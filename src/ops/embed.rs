//! Generated constant-definition sources.
//!
//! Both generated files (the build id and the driver blob) are produced by
//! [`embed_constants`]: a list of named constants rendered inside one C++
//! namespace and written atomically to a fixed path.

use std::path::Path;

use crate::core::BuildResult;
use crate::util::fs::write_atomic;

/// Namespace every generated constant lives in.
pub const NAMESPACE: &str = "node";

/// Generated file holding the build identifier, relative to the project root.
pub const BUILD_ID_SOURCE: &str = "src/node_build_id.cc";

/// Generated file holding the driver blob, relative to the project root.
pub const DRIVER_SOURCE: &str = "src/node_record_replay_driver.cc";

/// Value of an embedded constant.
#[derive(Debug, Clone, PartialEq, Eq)]
pub enum ConstantValue {
    /// Emitted inside a string literal, escaped by [`escape_text`].
    Text(String),
    /// Emitted as octal escapes, plus an `int` constant holding the length.
    Bytes { data: Vec<u8>, size_name: String },
}

/// A named constant in a generated source file.
#[derive(Debug, Clone, PartialEq, Eq)]
pub struct EmbeddedConstant {
    pub name: String,
    pub value: ConstantValue,
}

impl EmbeddedConstant {
    /// A `char[]` constant holding `value` as-is.
    pub fn text(name: impl Into<String>, value: impl Into<String>) -> Self {
        EmbeddedConstant {
            name: name.into(),
            value: ConstantValue::Text(value.into()),
        }
    }

    /// A `char[]` constant holding `data`, with its byte count in `size_name`.
    pub fn bytes(
        name: impl Into<String>,
        size_name: impl Into<String>,
        data: impl Into<Vec<u8>>,
    ) -> Self {
        EmbeddedConstant {
            name: name.into(),
            value: ConstantValue::Bytes {
                data: data.into(),
                size_name: size_name.into(),
            },
        }
    }
}

/// Escape every byte as `\ooo` (unpadded octal).
///
/// Every byte is escaped, so an escape is always followed by another
/// backslash or the closing quote and can never absorb a following digit.
pub fn octal_escape(data: &[u8]) -> String {
    let mut out = String::with_capacity(data.len() * 4);
    for byte in data {
        out.push_str(&format!("\\{:o}", byte));
    }
    out
}

/// Escape text for a C string literal.
///
/// Quotes, backslashes, and control characters are escaped so the literal
/// always compiles to exactly `text`. Control characters use three-digit
/// octal so a following digit is never absorbed. Plain text passes through
/// unchanged.
pub fn escape_text(text: &str) -> String {
    let mut out = String::with_capacity(text.len());
    for c in text.chars() {
        match c {
            '"' => out.push_str("\\\""),
            '\\' => out.push_str("\\\\"),
            '\n' => out.push_str("\\n"),
            c if c.is_ascii_control() => out.push_str(&format!("\\{:03o}", c as u32)),
            c => out.push(c),
        }
    }
    out
}

/// Render the constants as a compilable source unit.
pub fn render_constants(namespace: &str, constants: &[EmbeddedConstant]) -> String {
    // A lone text constant stays on one line.
    if let [EmbeddedConstant {
        name,
        value: ConstantValue::Text(text),
    }] = constants
    {
        return format!(
            "namespace {} {{ char {}[] = \"{}\"; }}",
            namespace,
            name,
            escape_text(text)
        );
    }

    let mut out = format!("\nnamespace {} {{\n", namespace);
    for constant in constants {
        match &constant.value {
            ConstantValue::Text(text) => {
                out.push_str(&format!(
                    "  char {}[] = \"{}\";\n",
                    constant.name,
                    escape_text(text)
                ));
            }
            ConstantValue::Bytes { data, size_name } => {
                out.push_str(&format!(
                    "  char {}[] = \"{}\";\n",
                    constant.name,
                    octal_escape(data)
                ));
                out.push_str(&format!("  int {} = {};\n", size_name, data.len()));
            }
        }
    }
    out.push_str("}\n");
    out
}

/// Write `constants` to `path`, replacing any previous contents atomically.
pub fn embed_constants(
    path: &Path,
    namespace: &str,
    constants: &[EmbeddedConstant],
) -> BuildResult<()> {
    let source = render_constants(namespace, constants);
    write_atomic(path, source.as_bytes())?;
    tracing::debug!(
        "wrote {} ({} constants, {} bytes)",
        path.display(),
        constants.len(),
        source.len()
    );
    Ok(())
}

/// Write the build identifier source.
pub fn embed_build_id(project_root: &Path, build_id: &str) -> BuildResult<()> {
    embed_constants(
        &project_root.join(BUILD_ID_SOURCE),
        NAMESPACE,
        &[EmbeddedConstant::text("gBuildId", build_id)],
    )
}

/// Write the record/replay driver source.
pub fn embed_driver(project_root: &Path, driver: Vec<u8>) -> BuildResult<()> {
    embed_constants(
        &project_root.join(DRIVER_SOURCE),
        NAMESPACE,
        &[EmbeddedConstant::bytes(
            "gRecordReplayDriver",
            "gRecordReplayDriverSize",
            driver,
        )],
    )
}
//! CLI definitions using clap.

use std::path::PathBuf;

use clap::Parser;

/// Embed the build id and record/replay driver, then build node
#[derive(Parser)]
#[command(name = "node-build")]
#[command(author, version, about, long_about = None)]
pub struct Cli {
    /// Enable verbose output
    #[arg(short, long)]
    pub verbose: bool,

    /// Root of the node checkout (defaults to the current directory)
    #[arg(long, value_name = "PATH")]
    pub project_root: Option<PathBuf>,
}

● ● ● ● ●

_Task goal_. From the data, collect all lines where the string "holding" appears.

_Final answer_.
/// Generated file holding the build identifier, relative to the project root.
/// Generated file holding the driver blob, relative to the project root.
    /// Emitted as octal escapes, plus an `int` constant holding the length.
    /// A `char[]` constant holding `value` as-is.
    /// A `char[]` constant holding `data`, with its byte count in `size_name`.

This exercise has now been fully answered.